The 24th October was designated as this year’s World Polio Day and, for 35 years, Rotary have been involved with helping to eradicate Polio worldwide. 


The Rotary Club of Ilkley Wharfedale have purchased 4,000 crocus bulbs as part of the Purple4Polio drive by Rotary in Great Britain & Ireland for a Polio free world.


The bulbs have, in turn, been donated to Friends of Ilkley Moor, Friends of Ilkley Riverside Parks and Improving Ilkley to plant on the Rotary Club’s behalf and, come the Spring, these will add a splash of colour around the town.


A spokesperson for the Rotary Club of Ilkley Wharfedale told Ilkley Chat: "If you notice crocuses throughout Ilkley in the Spring please think: “Ilkley, through the Rotary Club of Ilkley Wharfedale, is playing its part, however small, in eradicating Polio throughout the world.”

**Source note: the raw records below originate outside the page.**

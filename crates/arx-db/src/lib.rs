//! ARX 图形数据库
//!
//! 单文档、单线程的事务型对象存储：
//! - `Document`: 图形文档根，拥有全部驻留实体与符号表
//! - `Handle`: 对象的稳定不透明引用
//! - 符号表: 图层、线型、标注样式、用户坐标系（UCS）
//! - 空间: 模型空间、图纸空间与当前空间
//! - 事务: 作用域化的变更提交与回滚
//!
//! # 打开模式约定
//!
//! 对驻留对象的每次写入都必须经过 `open_for_write` 返回的守卫，
//! 守卫在任何退出路径（包括 panic 展开）上都会把对象归还为
//! 未打开状态，不存在悬挂的写锁。
//!
//! # 示例
//!
//! ```rust
//! use arx_core::prelude::*;
//! use arx_db::prelude::*;
//!
//! let mut doc = Document::new();
//! let line = Entity::new(Geometry::Line(Line::new(
//!     Point3::origin(),
//!     Point3::new(100.0, 0.0, 0.0),
//! )));
//! let id = doc.append_to_model_space(line);
//! doc.rotate_entity(Target::Attached(id), Point3::origin(), 0.5).unwrap();
//! ```

pub mod array;
pub mod catalog;
pub mod dim_styles;
pub mod document;
pub mod entity_ops;
pub mod error;
pub mod handle;
pub mod layers;
pub mod line_types;
pub mod space;
pub mod transaction;
pub mod ucs;

pub mod prelude {
    //! 常用类型的便捷导入
    pub use crate::catalog::{
        DimStyleRecord, LayerRecord, LineTypeRecord, SymbolRecord, SymbolTable, UcsRecord,
    };
    pub use crate::document::{Document, WriteGuard};
    pub use crate::entity_ops::Target;
    pub use crate::error::{DbError, DbResult};
    pub use crate::handle::Handle;
    pub use crate::space::{Space, SpaceKind};
    pub use crate::transaction::Transaction;
}
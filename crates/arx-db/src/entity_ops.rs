//! 实体编辑操作
//!
//! 移动、旋转、缩放、镜像、复制与偏移。每个操作都同时接受
//! 游离实体（`&mut Entity`）与驻留实体（`Handle`）：前者直接
//! 就地变换，后者经写打开守卫在库内变换。

use crate::document::Document;
use crate::error::DbResult;
use crate::handle::Handle;
use arx_core::entity::Entity;
use arx_core::math::{Matrix4, Point3, Vector3};
use arx_core::transform;

/// 编辑操作的目标：游离实体或驻留实体
pub enum Target<'a> {
    /// 游离实体，调用方独占
    Detached(&'a mut Entity),
    /// 驻留实体，经句柄访问
    Attached(Handle),
}

impl<'a> From<&'a mut Entity> for Target<'a> {
    fn from(e: &'a mut Entity) -> Self {
        Target::Detached(e)
    }
}

impl From<Handle> for Target<'_> {
    fn from(h: Handle) -> Self {
        Target::Attached(h)
    }
}

impl Document {
    /// 对目标实体施加任意变换
    pub fn transform_entity(&mut self, target: Target<'_>, m: &Matrix4) -> DbResult<()> {
        match target {
            Target::Detached(e) => {
                e.transform_by(m);
                Ok(())
            }
            Target::Attached(h) => {
                let mut guard = self.open_for_write(h)?;
                guard.transform_by(m);
                Ok(())
            }
        }
    }

    /// 移动实体：从 `source` 平移到 `target`
    pub fn move_entity(
        &mut self,
        target: Target<'_>,
        source: Point3,
        dest: Point3,
    ) -> DbResult<()> {
        self.transform_entity(target, &transform::displacement(source, dest))
    }

    /// 绕过 `base` 的Z轴旋转实体
    pub fn rotate_entity(&mut self, target: Target<'_>, base: Point3, angle: f64) -> DbResult<()> {
        self.transform_entity(target, &transform::rotation(angle, Vector3::z(), base))
    }

    /// 以 `base` 为基点均匀缩放实体
    pub fn scale_entity(&mut self, target: Target<'_>, base: Point3, factor: f64) -> DbResult<()> {
        self.transform_entity(target, &transform::scaling(factor, base))
    }

    /// 复制实体：源保持不变，副本按 `source`→`dest` 平移后入库
    ///
    /// 驻留实体的副本落在源实体所在空间；
    /// 游离实体的副本追加到模型空间。
    pub fn copy_entity(
        &mut self,
        target: Target<'_>,
        source: Point3,
        dest: Point3,
    ) -> DbResult<Handle> {
        let m = transform::displacement(source, dest);
        match target {
            Target::Detached(e) => Ok(self.append_to_model_space(e.transformed_copy(&m))),
            Target::Attached(h) => self.copy_with_transform(h, &m),
        }
    }

    /// 以 `p1`—`p2` 连线为镜像轴镜像实体
    ///
    /// `keep_source` 为 false 时就地变换源实体，返回 `None`；
    /// 为 true 时源保持不变，返回入库镜像副本的句柄。
    pub fn mirror_entity(
        &mut self,
        target: Target<'_>,
        p1: Point3,
        p2: Point3,
        keep_source: bool,
    ) -> DbResult<Option<Handle>> {
        let m = transform::mirroring(p1, p2);
        if !keep_source {
            self.transform_entity(target, &m)?;
            return Ok(None);
        }
        match target {
            Target::Detached(e) => Ok(Some(self.append_to_model_space(e.transformed_copy(&m)))),
            Target::Attached(h) => Ok(Some(self.copy_with_transform(h, &m)?)),
        }
    }

    /// 偏移驻留实体，生成一条或多条新实体
    ///
    /// 新实体继承源实体的属性并追加到源实体所在空间，整组
    /// 创建在同一事务内完成；几何不可偏移时整体失败，
    /// 文档不产生任何变更。
    pub fn offset_entity(&mut self, h: Handle, distance: f64) -> DbResult<Vec<Handle>> {
        let source = self.open_for_read(h)?;
        let properties = source.properties.clone();
        let offsets = source.offset_geometry(distance)?;
        let kind = self
            .objects
            .get(&h)
            .map(|s| s.space)
            .unwrap_or_default();

        let mut tx = self.transaction();
        let handles: Vec<Handle> = offsets
            .into_iter()
            .map(|g| tx.append_to_space(kind, Entity::with_properties(g, properties.clone())))
            .collect();
        tx.commit();
        tracing::debug!(source = %h, count = handles.len(), distance, "entity offset");
        Ok(handles)
    }
}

"Since Rotary began its campaign against polio 35 years ago, two of the wild polio virus types have been eradicated and five of the six World Health Organization regions have been declared polio-free.


"Over 2.5 billion children have been immunised and 21 million saved from paralysis. From wild polio being endemic in 125 countries, there are just two today – Pakistan and Afghanistan although the numbers of cases have dropped from 1,000 a day to just a few cases this year.


"What is Polio?  Poliomyelitis is a highly infectious disease that most commonly affects children under the age of 5.


"Most know it as poliovirus. The virus is spread person to person, typically through contaminated water. It can attack the nervous system, and in some instances, lead to paralysis. Although there is no cure, there is a safe and effective vaccine – one which Rotary and its partners have used to immunize over 2.5 billion children worldwide.


"Rotary has committed to raising £38 ($50) million per year for polio eradication. The Bill & Melinda Gates Foundation has pledged to match that 2-to-1, for a total commitment of around £115 ($150) million each year. These funds provide much-needed operational support, medical workers, laboratory equipment, and educational materials.


"Forty-five Rotary presidencies have focused on polio from the first in 1979, for vaccinating all the children in the Philippines, to today with the objective to eradicate polio globally.


"Global events, national disasters, conflicts, COVID and changing priorities have, unfortunately, adversely affected the schedules.


"Only two years ago polio eradication was in the best position it had ever been in and 2023 was to be the year that the transmission of the polio virus would be eradicated.


"Despite the oral polio vaccine being more extensively used to counter mutations and though cases have become more geographically confined with numbers coming down, it’s not enough to meet the 2023 target. By the end of July, with more polio cases and environmental samples marking the high transmission season, experts agreed that the timelines should be extended for wild polio virus eradication to 2027, and the variant polioviruses to 2029. 


"This is important work as without it we could see this awful disease coming back to haunt us."